Under many circumstances a man has the right to kill himself. When life is of no value to him, when he can be of no real assistance to others, why should a man continue? When he is of no benefit, when he is a burden to those he loves, why should he remain? The old idea was that God made us and placed us here for a purpose and that it was our duty to remain until he called us. The world is outgrowing this absurdity. What pleasure can it give God to see a man devoured by a cancer; to see the quivering flesh slowly eaten; to see the nerves throbbing with pain? Is this a festival for God? Why should the poor wretch stay and suffer? A little morphine would give him sleep—the agony would be forgotten and he would pass unconsciously from happy dreams to painless death.

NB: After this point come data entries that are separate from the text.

use chrono::{DateTime, Utc};
use serde::{Deserialize, Serialize};
use std::collections::BTreeMap;
use std::fmt;
use uuid::Uuid;

use crate::config::SearchCriteria;
use crate::parser::{new_since, Listing, ListingMerger};
use crate::scrapers::{ScrapeResult, ScrapeStatus};

#[derive(Debug, Clone, Copy, PartialEq, Eq, Serialize, Deserialize)]
pub enum RunStatus {
    Success,
    PartialSuccess,
    Failed,
}

impl RunStatus {
    /// All sites fine → `Success`; every site failed → `Failed`; anything
    /// in between → `PartialSuccess`. A run with no sites did nothing wrong.
    pub fn from_results<'a, I>(results: I) -> Self
    where
        I: IntoIterator<Item = &'a ScrapeResult>,
    {
        let mut total = 0;
        let mut clean = 0;
        let mut failed = 0;
        for result in results {
            total += 1;
            match result.status() {
                ScrapeStatus::Success => clean += 1,
                ScrapeStatus::Failed => failed += 1,
                ScrapeStatus::PartialSuccess => {}
            }
        }

        if clean == total {
            RunStatus::Success
        } else if failed == total {
            RunStatus::Failed
        } else {
            RunStatus::PartialSuccess
        }
    }
}

impl fmt::Display for RunStatus {
    fn fmt(&self, f: &mut fmt::Formatter<'_>) -> fmt::Result {
        match self {
            RunStatus::Success => f.write_str("Success"),
            RunStatus::PartialSuccess => f.write_str("Partial success"),
            RunStatus::Failed => f.write_str("Failed"),
        }
    }
}

/// Everything one invocation of the manager produced
#[derive(Debug, Clone, PartialEq, Serialize, Deserialize)]
pub struct AggregateRun {
    pub id: Uuid,
    pub started_at: DateTime<Utc>,
    pub finished_at: DateTime<Utc>,
    pub criteria: SearchCriteria,
    pub status: RunStatus,
    pub results: BTreeMap<String, ScrapeResult>,
    /// Union of every site's listings, one per (site, url).
    pub listings: Vec<Listing>,
    #[serde(default)]
    pub warnings: Vec<String>,
}

impl AggregateRun {
    /// Folds per-site results into a run. Sites are merged in name order and
    /// each site's listings in extraction order, so the merged list is
    /// deterministic regardless of which scraper finished first.
    pub fn assemble(
        id: Uuid,
        started_at: DateTime<Utc>,
        criteria: SearchCriteria,
        results: Vec<ScrapeResult>,
    ) -> Self {
        let results: BTreeMap<String, ScrapeResult> = results
            .into_iter()
            .map(|result| (result.site().to_string(), result))
            .collect();

        let mut merger = ListingMerger::new();
        for result in results.values() {
            merger.extend(result.listings().iter().cloned());
        }

        Self {
            id,
            started_at,
            finished_at: Utc::now(),
            status: RunStatus::from_results(results.values()),
            criteria,
            results,
            listings: merger.finish(),
            warnings: Vec::new(),
        }
    }

    /// A run that had nothing to search for.
    pub fn empty(criteria: SearchCriteria, reason: impl Into<String>) -> Self {
        let now = Utc::now();
        Self {
            id: Uuid::new_v4(),
            started_at: now,
            finished_at: now,
            criteria,
            status: RunStatus::Success,
            results: BTreeMap::new(),
            listings: Vec::new(),
            warnings: vec![reason.into()],
        }
    }

    pub fn total_listings(&self) -> usize {
        self.listings.len()
    }

    pub fn listings_for<'a>(&'a self, site: &'a str) -> impl Iterator<Item = &'a Listing> + 'a {
        self.listings.iter().filter(move |l| l.source_site == site)
    }

    /// Per-site listing counts after merging, in site order.
    pub fn site_counts(&self) -> Vec<(&str, usize)> {
        self.results
            .keys()
            .map(|site| (site.as_str(), self.listings_for(site).count()))
            .collect()
    }

    pub fn failures(&self) -> Vec<(&str, &str)> {
        self.results
            .values()
            .filter(|r| r.status() != ScrapeStatus::Success)
            .map(|r| (r.site(), r.error().unwrap_or("unknown error")))
            .collect()
    }

    pub fn new_since<'a>(&'a self, previous: Option<&AggregateRun>) -> Vec<&'a Listing> {
        match previous {
            Some(previous) => new_since(&self.listings, &previous.listings),
            None => self.listings.iter().collect(),
        }
    }
}
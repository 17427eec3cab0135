pub mod report;
pub mod smtp;

pub use report::Report;
pub use smtp::SmtpMailer;

use async_trait::async_trait;
use std::fmt;
use std::sync::Arc;
use tracing::{info, warn};

use crate::config::NotificationConfig;
use crate::error::Result;
use crate::scrapers::AggregateRun;

#[derive(Debug, Clone, PartialEq, Eq)]
pub struct OutgoingMail {
    pub to: String,
    pub subject: String,
    pub body: String,
}

#[cfg_attr(test, mockall::automock)]
#[async_trait]
pub trait MailTransport: Send + Sync {
    async fn send(&self, mail: &OutgoingMail) -> Result<()>;
}

#[derive(Debug, Clone, PartialEq, Eq)]
pub enum NotifyOutcome {
    Sent { recipient: String },
    Skipped(String),
    Failed(String),
}

impl fmt::Display for NotifyOutcome {
    fn fmt(&self, f: &mut fmt::Formatter<'_>) -> fmt::Result {
        match self {
            NotifyOutcome::Sent { recipient } => write!(f, "report emailed to {}", recipient),
            NotifyOutcome::Skipped(reason) => write!(f, "email skipped: {}", reason),
            NotifyOutcome::Failed(error) => write!(f, "email failed: {}", error),
        }
    }
}

/// Emails the report for a finished run.
///
/// Never returns an error; a send failure is logged and reported as
/// `NotifyOutcome::Failed` so it cannot affect the run it describes.
pub struct Notifier {
    config: NotificationConfig,
    transport: Arc<dyn MailTransport>,
}

impl Notifier {
    pub fn new(config: NotificationConfig, transport: Arc<dyn MailTransport>) -> Self {
        Self { config, transport }
    }

    pub fn from_config(config: &NotificationConfig) -> Self {
        Self::new(config.clone(), Arc::new(SmtpMailer::new(config)))
    }

    /// Configured recipient, or the sending account when none is set.
    pub fn recipient(&self) -> &str {
        if self.config.recipient.trim().is_empty() {
            self.config.username.trim()
        } else {
            self.config.recipient.trim()
        }
    }

    pub async fn notify(&self, run: &AggregateRun, previous: Option<&AggregateRun>) -> NotifyOutcome {
        if !self.config.enabled {
            return NotifyOutcome::Skipped("notifications are disabled".to_string());
        }
        if !self.config.has_credentials() {
            warn!("Email credentials not configured, skipping report");
            return NotifyOutcome::Skipped("email credentials are not configured".to_string());
        }

        let recipient = self.recipient().to_string();
        let report = Report::build(run, previous);
        let mail = OutgoingMail {
            to: recipient.clone(),
            subject: report.subject,
            body: report.body,
        };

        match self.transport.send(&mail).await {
            Ok(()) => {
                info!("Emailed results of run {} to {}", run.id, recipient);
                NotifyOutcome::Sent { recipient }
            }
            Err(e) => {
                warn!("Failed to email results of run {}: {}", run.id, e);
                NotifyOutcome::Failed(e.to_string())
            }
        }
    }
}

#[cfg(test)]
mod tests {
    use super::*;
    use crate::config::{Config, SearchCriteria};
    use crate::error::CrawlerError;

    fn enabled_config() -> NotificationConfig {
        let mut config = Config::default().notification;
        config.enabled = true;
        config.username = "crawler@example.com".to_string();
        config.password = Some("app-password".to_string());
        config
    }

    fn run() -> AggregateRun {
        AggregateRun::empty(SearchCriteria::default(), "nothing selected")
    }

    #[tokio::test]
    async fn test_disabled_is_skipped_without_sending() {
        let mut transport = MockMailTransport::new();
        transport.expect_send().never();
        let mut config = enabled_config();
        config.enabled = false;

        let outcome = Notifier::new(config, Arc::new(transport)).notify(&run(), None).await;
        assert!(matches!(outcome, NotifyOutcome::Skipped(_)));
    }

    #[tokio::test]
    async fn test_missing_credentials_is_skipped() {
        let mut transport = MockMailTransport::new();
        transport.expect_send().never();
        let mut config = enabled_config();
        config.password = None;

        let outcome = Notifier::new(config, Arc::new(transport)).notify(&run(), None).await;
        assert_eq!(outcome, NotifyOutcome::Skipped("email credentials are not configured".to_string()));
    }

    #[tokio::test]
    async fn test_sends_report_to_account_when_no_recipient() {
        let mut transport = MockMailTransport::new();
        transport
            .expect_send()
            .withf(|mail| mail.to == "crawler@example.com" && mail.subject.ends_with("0 Properties Found"))
            .times(1)
            .returning(|_| Ok(()));

        let outcome = Notifier::new(enabled_config(), Arc::new(transport)).notify(&run(), None).await;
        assert_eq!(
            outcome,
            NotifyOutcome::Sent {
                recipient: "crawler@example.com".to_string()
            }
        );
    }

    #[tokio::test]
    async fn test_explicit_recipient_wins() {
        let mut config = enabled_config();
        config.recipient = "broker@example.com".to_string();
        let notifier = Notifier::new(config, Arc::new(MockMailTransport::new()));
        assert_eq!(notifier.recipient(), "broker@example.com");
    }

    #[tokio::test]
    async fn test_send_failure_is_reported_not_raised() {
        let mut transport = MockMailTransport::new();
        transport
            .expect_send()
            .times(1)
            .returning(|_| Err(CrawlerError::Notification("535 authentication failed".to_string())));

        let outcome = Notifier::new(enabled_config(), Arc::new(transport)).notify(&run(), None).await;
        match outcome {
            NotifyOutcome::Failed(error) => assert!(error.contains("535")),
            other => panic!("unexpected outcome {:?}", other),
        }
    }
}
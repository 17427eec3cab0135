pub mod session;
pub mod stealth;

pub use session::{BrowserSession, BrowserSettings};
pub use stealth::{ActionPacer, FingerprintRandomizer, StealthProfile, UserAgentGenerator};
use std::time::Duration;

use anyhow::{Context, Result};
use async_trait::async_trait;
use reqwest::Client;
use serde::{Deserialize, Serialize};

use crate::LLMService;

const GEMINI_API_BASE: &str = "https://generativelanguage.googleapis.com/v1beta/models";
pub const DEFAULT_MODEL: &str = "gemini-1.5-flash";
const REQUEST_TIMEOUT: Duration = Duration::from_secs(60);

#[derive(Debug, Serialize)]
struct Part {
    text: String,
}

#[derive(Debug, Serialize)]
struct RequestContent {
    parts: Vec<Part>,
}

#[derive(Debug, Serialize)]
struct GenerateContentRequest {
    contents: Vec<RequestContent>,
}

#[derive(Debug, Deserialize)]
struct ResponsePart {
    text: String,
}

#[derive(Debug, Deserialize)]
struct ResponseContent {
    #[serde(default)]
    parts: Vec<ResponsePart>,
}

#[derive(Debug, Deserialize)]
struct Candidate {
    content: ResponseContent,
}

#[derive(Debug, Deserialize)]
struct GenerateContentResponse {
    #[serde(default)]
    candidates: Vec<Candidate>,
}

pub struct GeminiService {
    client: Client,
    api_key: String,
    model: String,
}

impl GeminiService {
    pub fn new(api_key: String) -> Result<Self> {
        let client = Client::builder()
            .timeout(REQUEST_TIMEOUT)
            .build()
            .context("Failed to create HTTP client")?;

        Ok(Self {
            client,
            api_key,
            model: DEFAULT_MODEL.to_string(),
        })
    }

    pub fn with_model(mut self, model: &str) -> Self {
        self.model = model.to_string();
        self
    }

    fn request_url(&self) -> String {
        format!("{}/{}:generateContent", GEMINI_API_BASE, self.model)
    }

    fn build_request(prompt: &str) -> GenerateContentRequest {
        GenerateContentRequest {
            contents: vec![RequestContent {
                parts: vec![Part {
                    text: prompt.to_string(),
                }],
            }],
        }
    }

    fn extract_text(response: GenerateContentResponse) -> Result<String> {
        let candidate = response
            .candidates
            .into_iter()
            .next()
            .context("No candidates in Gemini response")?;

        let text: String = candidate
            .content
            .parts
            .into_iter()
            .map(|part| part.text)
            .collect();

        if text.is_empty() {
            anyhow::bail!("Empty text in Gemini candidate");
        }

        Ok(text)
    }
}

#[async_trait]
impl LLMService for GeminiService {
    async fn generate_text(&self, prompt: &str) -> Result<String> {
        tracing::debug!(model = %self.model, "sending generateContent request");

        // The key goes in a header, never in the URL.
        let response = self
            .client
            .post(self.request_url())
            .header("x-goog-api-key", &self.api_key)
            .json(&Self::build_request(prompt))
            .send()
            .await
            .context("Failed to send request to Gemini API")?;

        let status = response.status();
        if !status.is_success() {
            let body = response.text().await.unwrap_or_default();
            anyhow::bail!("Gemini API error {}: {}", status, body);
        }

        let result: GenerateContentResponse = response
            .json()
            .await
            .context("Failed to parse Gemini response")?;

        Self::extract_text(result)
    }
}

If God determines all births and deaths, of what use is medicine and why should doctors defy with pills and powders, the decrees of God? No one, except a few insane, act now according to this childish superstition. Why should a man, surrounded by flames, in the midst of a burning building, from which there is no escape, hesitate to put a bullet through his brain or a dagger in his heart? Would it give God pleasure to see him burn? When did the man lose the right of self-defence?
So, when a man has committed some awful crime, why should he stay and ruin his family and friends? Why should he add to the injury? Why should he live, filling his days and nights, and the days and nights of others, with grief and pain, with agony and tears?
Why should a man sentenced to imprisonment for life hesitate to still his heart? The grave is better than the cell. Sleep is sweeter than the ache of toil. The dead have no masters.